御曹司の溺甘庇護欲が最愛妻と双子を取り戻す
「実は結婚を考えている女性がいるんだ。そのうち紹介するから、見合い話は二度ともってこないでくれ」

母が目を丸くした。

「恋人がいるなら早く言いなさいよ。どちらのお嬢さんなの? 名前は?」

渚は胸を張って紹介できる素晴らしい女性だが、肩書第一の母には慎重になる。

「そのうちと言っただろ。これから外出するんだ。

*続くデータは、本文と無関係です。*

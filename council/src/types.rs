//! Core data model for a deliberation run.
//!
//! Everything here is created during a single run (one user message) and is
//! immutable once the orchestrator assembles the [`DecisionTrace`]. Judgements
//! reference labels by value; there are no back-pointers into stage-1 data.

use std::collections::BTreeMap;

use chrono::{DateTime, Utc};
use serde::de::{self, Deserializer, Visitor};
use serde::ser::Serializer;
use serde::{Deserialize, Serialize};

/// Anonymous identity of one stage-1 answer: a single letter `A..Z`.
///
/// Labels serialize as the bare letter (`"A"`); prompts render the long form
/// via [`Label::display_name`] (`Response A`).
#[derive(Debug, Clone, Copy, PartialEq, Eq, PartialOrd, Ord, Hash)]
pub struct Label(char);

/// Largest supported council size; two-letter labels are rejected until
/// their ordering is specified.
pub const MAX_LABELS: usize = 26;

impl Label {
    /// Label for a zero-based position: 0 → A, 1 → B, …
    pub fn at(index: usize) -> Option<Self> {
        if index < MAX_LABELS {
            Some(Self((b'A' + index as u8) as char))
        } else {
            None
        }
    }

    /// Parse a letter, case-insensitively.
    pub fn from_letter(letter: char) -> Option<Self> {
        let upper = letter.to_ascii_uppercase();
        upper.is_ascii_uppercase().then_some(Self(upper))
    }

    pub fn letter(&self) -> char {
        self.0
    }

    /// The long form used in prompts: `Response A`.
    pub fn display_name(&self) -> String {
        format!("Response {}", self.0)
    }
}

impl std::fmt::Display for Label {
    fn fmt(&self, f: &mut std::fmt::Formatter<'_>) -> std::fmt::Result {
        write!(f, "{}", self.0)
    }
}

impl Serialize for Label {
    fn serialize<S: Serializer>(&self, serializer: S) -> Result<S::Ok, S::Error> {
        let mut buf = [0u8; 4];
        serializer.serialize_str(self.0.encode_utf8(&mut buf))
    }
}

impl<'de> Deserialize<'de> for Label {
    fn deserialize<D: Deserializer<'de>>(deserializer: D) -> Result<Self, D::Error> {
        struct LabelVisitor;

        impl Visitor<'_> for LabelVisitor {
            type Value = Label;

            fn expecting(&self, f: &mut std::fmt::Formatter<'_>) -> std::fmt::Result {
                f.write_str("a single letter A-Z")
            }

            fn visit_str<E: de::Error>(self, v: &str) -> Result<Label, E> {
                let mut chars = v.chars();
                match (chars.next(), chars.next()) {
                    (Some(c), None) => {
                        Label::from_letter(c).ok_or_else(|| E::custom("label must be A-Z"))
                    }
                    _ => Err(E::custom("label must be a single letter")),
                }
            }
        }

        deserializer.deserialize_str(LabelVisitor)
    }
}

/// One council member's stage-1 output. Produced exactly once per member.
#[derive(Debug, Clone, Serialize, Deserialize)]
pub struct Stage1Answer {
    pub model_id: String,
    pub role_name: String,
    pub text: String,
    #[serde(skip_serializing_if = "Option::is_none", default)]
    pub error: Option<String>,
    pub latency_ms: u64,
}

impl Stage1Answer {
    pub fn ok(model_id: &str, role_name: &str, text: String, latency_ms: u64) -> Self {
        Self {
            model_id: model_id.to_string(),
            role_name: role_name.to_string(),
            text,
            error: None,
            latency_ms,
        }
    }

    pub fn failed(model_id: &str, role_name: &str, error: String, latency_ms: u64) -> Self {
        Self {
            model_id: model_id.to_string(),
            role_name: role_name.to_string(),
            text: String::new(),
            error: Some(error),
            latency_ms,
        }
    }

    pub fn is_ok(&self) -> bool {
        self.error.is_none()
    }
}

/// Why a judge's ranking could not be trusted.
#[derive(Debug, Clone, Copy, PartialEq, Eq, Serialize, Deserialize)]
#[serde(rename_all = "snake_case")]
pub enum PartialReason {
    EmptyText,
    LineCount,
    Placeholder,
    RankingInvalid,
    ModelError,
    Timeout,
}

/// Per-label critique extracted from a judge's 5-line block.
#[derive(Debug, Clone, Default, Serialize, Deserialize)]
pub struct LabelCritique {
    pub strength: String,
    pub flaw: String,
    /// Evidence tokens that were verified against the labelled answer text.
    /// Empty means the critique failed the evidence rule.
    pub evidence_tokens: Vec<String>,
}

impl LabelCritique {
    pub fn is_evidence_ok(&self) -> bool {
        !self.evidence_tokens.is_empty()
    }
}

/// One stage-2 judge's verdict over the anonymized answer set.
#[derive(Debug, Clone, Serialize, Deserialize)]
pub struct Judgement {
    pub model_id: String,
    /// Verbatim model output.
    pub raw_text: String,
    /// The repaired (possibly coerced) 5-line block the parser settled on.
    pub ranking_text: String,
    /// Ordered labels, best first. Empty when the ranking was unusable.
    pub parsed_ranking: Vec<Label>,
    pub per_label_critiques: BTreeMap<Label, LabelCritique>,
    pub partial: bool,
    #[serde(skip_serializing_if = "Option::is_none", default)]
    pub partial_reason: Option<PartialReason>,
    /// The parser repaired malformed line structure.
    pub format_fix_used: bool,
    /// The ranking was completed heuristically.
    pub coerced: bool,
    /// True only for the adjudication re-judge.
    pub adjudicator: bool,
}

impl Judgement {
    /// A judgement for a judge whose model call never produced text.
    pub fn failed(model_id: &str, reason: PartialReason) -> Self {
        Self {
            model_id: model_id.to_string(),
            raw_text: String::new(),
            ranking_text: String::new(),
            parsed_ranking: Vec::new(),
            per_label_critiques: BTreeMap::new(),
            partial: true,
            partial_reason: Some(reason),
            format_fix_used: false,
            coerced: false,
            adjudicator: false,
        }
    }

    /// Fraction of labels whose critique passed the evidence rule.
    pub fn evidence_ok_ratio(&self, label_count: usize) -> f64 {
        if label_count == 0 {
            return 0.0;
        }
        let ok = self
            .per_label_critiques
            .values()
            .filter(|c| c.is_evidence_ok())
            .count();
        ok as f64 / label_count as f64
    }
}

/// An improvement the Chairman pulled in from a non-base answer.
#[derive(Debug, Clone, Serialize, Deserialize)]
pub struct Contributor {
    pub label: Label,
    pub reason: String,
    pub dimension: String,
}

/// A suggestion the Chairman explicitly declined.
#[derive(Debug, Clone, Serialize, Deserialize)]
pub struct Rejection {
    pub label: Label,
    pub point: String,
    pub reason: String,
}

/// The Chairman's synthesis.
#[derive(Debug, Clone, Serialize, Deserialize)]
pub struct Stage3Result {
    pub model_id: String,
    pub text: String,
    pub base_label: Label,
    pub contributors: Vec<Contributor>,
    pub rejections: Vec<Rejection>,
}

/// Mean rank position of one model across non-partial judges. Lower is better.
#[derive(Debug, Clone, Serialize, Deserialize)]
pub struct AggregateRanking {
    pub model: String,
    pub average_rank: f64,
    pub rankings_count: u32,
}

/// Record of an adjudication pass, kept whether or not it overrode consensus.
#[derive(Debug, Clone, Serialize, Deserialize)]
pub struct AdjudicationRecord {
    pub triggered_reason: String,
    pub result: Judgement,
}

pub use crate::error::TraceError;

/// The persisted audit record: why this run concluded what it did.
#[derive(Debug, Clone, Serialize, Deserialize)]
pub struct DecisionTrace {
    pub label_to_model: BTreeMap<Label, String>,
    pub aggregate_rankings: Vec<AggregateRanking>,
    pub model_roles: BTreeMap<String, String>,
    pub errors: Vec<TraceError>,
    #[serde(skip_serializing_if = "Option::is_none", default)]
    pub top1_consensus: Option<Label>,
    pub evidence_ok_rate: f64,
    pub partial_rate: f64,
    #[serde(skip_serializing_if = "Option::is_none", default)]
    pub adjudication: Option<AdjudicationRecord>,
}

impl DecisionTrace {
    pub fn empty() -> Self {
        Self {
            label_to_model: BTreeMap::new(),
            aggregate_rankings: Vec::new(),
            model_roles: BTreeMap::new(),
            errors: Vec::new(),
            top1_consensus: None,
            evidence_ok_rate: 0.0,
            partial_rate: 0.0,
            adjudication: None,
        }
    }
}

/// The schema-stable assistant message handed to the conversation store.
///
/// `meta` and `metadata` are the same trace serialized twice; `stage3`
/// serializes as `{}` when the Chairman produced nothing. Empty stage lists
/// are the failure signal; no placeholder content is ever injected.
#[derive(Debug, Clone, Serialize, Deserialize)]
pub struct AssistantMessage {
    pub role: String,
    pub stage1: Vec<Stage1Answer>,
    pub stage2: Vec<Judgement>,
    #[serde(with = "stage3_or_empty")]
    pub stage3: Option<Stage3Result>,
    pub meta: DecisionTrace,
    pub metadata: DecisionTrace,
    pub timestamp: DateTime<Utc>,
}

impl AssistantMessage {
    pub fn new(
        stage1: Vec<Stage1Answer>,
        stage2: Vec<Judgement>,
        stage3: Option<Stage3Result>,
        trace: DecisionTrace,
    ) -> Self {
        Self {
            role: "assistant".to_string(),
            stage1,
            stage2,
            stage3,
            meta: trace.clone(),
            metadata: trace,
            timestamp: Utc::now(),
        }
    }
}

/// Serialize an absent stage-3 result as `{}` rather than `null`, and accept
/// `{}` back as `None`.
pub(crate) mod stage3_or_empty {
    use super::Stage3Result;
    use serde::de::Error as _;
    use serde::{Deserialize, Deserializer, Serialize, Serializer};

    pub fn serialize<S: Serializer>(
        value: &Option<Stage3Result>,
        serializer: S,
    ) -> Result<S::Ok, S::Error> {
        match value {
            Some(result) => result.serialize(serializer),
            None => serde_json::Map::new().serialize(serializer),
        }
    }

    pub fn deserialize<'de, D: Deserializer<'de>>(
        deserializer: D,
    ) -> Result<Option<Stage3Result>, D::Error> {
        let value = serde_json::Value::deserialize(deserializer)?;
        match &value {
            serde_json::Value::Null => Ok(None),
            serde_json::Value::Object(map) if map.is_empty() => Ok(None),
            _ => serde_json::from_value(value).map(Some).map_err(D::Error::custom),
        }
    }
}

#[cfg(test)]
mod tests {
    use super::*;

    #[test]
    fn test_label_at() {
        assert_eq!(Label::at(0).unwrap().letter(), 'A');
        assert_eq!(Label::at(3).unwrap().letter(), 'D');
        assert_eq!(Label::at(25).unwrap().letter(), 'Z');
        assert!(Label::at(26).is_none());
    }

    #[test]
    fn test_label_display_name() {
        assert_eq!(Label::at(1).unwrap().display_name(), "Response B");
    }

    #[test]
    fn test_label_from_letter_case_insensitive() {
        assert_eq!(Label::from_letter('c'), Label::at(2));
        assert_eq!(Label::from_letter('C'), Label::at(2));
        assert_eq!(Label::from_letter('7'), None);
    }

    #[test]
    fn test_label_serde_roundtrip() {
        let label = Label::at(2).unwrap();
        let json = serde_json::to_string(&label).unwrap();
        assert_eq!(json, "\"C\"");
        let parsed: Label = serde_json::from_str(&json).unwrap();
        assert_eq!(parsed, label);
    }

    #[test]
    fn test_label_as_map_key() {
        let mut map = BTreeMap::new();
        map.insert(Label::at(0).unwrap(), "model-a".to_string());
        map.insert(Label::at(1).unwrap(), "model-b".to_string());
        let json = serde_json::to_string(&map).unwrap();
        assert_eq!(json, r#"{"A":"model-a","B":"model-b"}"#);
        let parsed: BTreeMap<Label, String> = serde_json::from_str(&json).unwrap();
        assert_eq!(parsed, map);
    }

    #[test]
    fn test_label_deserialize_rejects_garbage() {
        assert!(serde_json::from_str::<Label>("\"AB\"").is_err());
        assert!(serde_json::from_str::<Label>("\"\"").is_err());
        assert!(serde_json::from_str::<Label>("\"3\"").is_err());
    }

    #[test]
    fn test_stage1_answer_error_field_elided_when_ok() {
        let answer = Stage1Answer::ok("m", "Builder", "hi".into(), 10);
        let json = serde_json::to_string(&answer).unwrap();
        assert!(!json.contains("error"));
        assert!(answer.is_ok());

        let failed = Stage1Answer::failed("m", "Builder", "boom".into(), 10);
        assert!(!failed.is_ok());
    }

    #[test]
    fn test_partial_reason_serde() {
        let json = serde_json::to_string(&PartialReason::RankingInvalid).unwrap();
        assert_eq!(json, "\"ranking_invalid\"");
    }

    #[test]
    fn test_evidence_ok_ratio() {
        let mut judgement = Judgement::failed("m", PartialReason::ModelError);
        judgement.per_label_critiques.insert(
            Label::at(0).unwrap(),
            LabelCritique {
                strength: "s".into(),
                flaw: "f".into(),
                evidence_tokens: vec!["quicksort".into()],
            },
        );
        judgement
            .per_label_critiques
            .insert(Label::at(1).unwrap(), LabelCritique::default());
        assert!((judgement.evidence_ok_ratio(2) - 0.5).abs() < f64::EPSILON);
        assert_eq!(judgement.evidence_ok_ratio(0), 0.0);
    }

    #[test]
    fn test_assistant_message_stage3_empty_object() {
        let message = AssistantMessage::new(vec![], vec![], None, DecisionTrace::empty());
        let json = serde_json::to_value(&message).unwrap();
        assert_eq!(json["stage3"], serde_json::json!({}));
        assert_eq!(json["role"], "assistant");

        let back: AssistantMessage = serde_json::from_value(json).unwrap();
        assert!(back.stage3.is_none());
    }

    #[test]
    fn test_assistant_message_meta_metadata_identical() {
        let mut trace = DecisionTrace::empty();
        trace
            .label_to_model
            .insert(Label::at(0).unwrap(), "model-a".into());
        let message = AssistantMessage::new(vec![], vec![], None, trace);
        let json = serde_json::to_value(&message).unwrap();
        assert_eq!(json["meta"], json["metadata"]);
    }

    #[test]
    fn test_assistant_message_has_five_contract_fields() {
        let message = AssistantMessage::new(vec![], vec![], None, DecisionTrace::empty());
        let json = serde_json::to_value(&message).unwrap();
        for field in ["stage1", "stage2", "stage3", "meta", "metadata"] {
            assert!(json.get(field).is_some(), "missing field {field}");
        }
    }
}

忙しいから出ていってくれ」

母を追い出してひとりになると、ため息をついた。

執務椅子に座り、私用の携帯から猿渡にメッセージを送る。

【母に恋人がいることを話した。俺の家に押しかけてくるような気配があったら教えてほしい】

外堀を固める前に渚を母に会わせたくない。

嫁失格の烙印を押して渚を傷つけるに決まっているからだ。

一緒に暮らしているとは話していないが、自宅にいる可能性を考えて品定めに来るかもしれないので警戒が必要だ。

【いいよ。その代わり、今度お前の恋人に会わせてくれ。盛大に冷やかしてやるから】

(面白がってるな。そんなふうにいつまでものん気でいられる状況だといいが)

渚にもしばらくはインターホンが鳴っても対応しないように言っておかなければならない。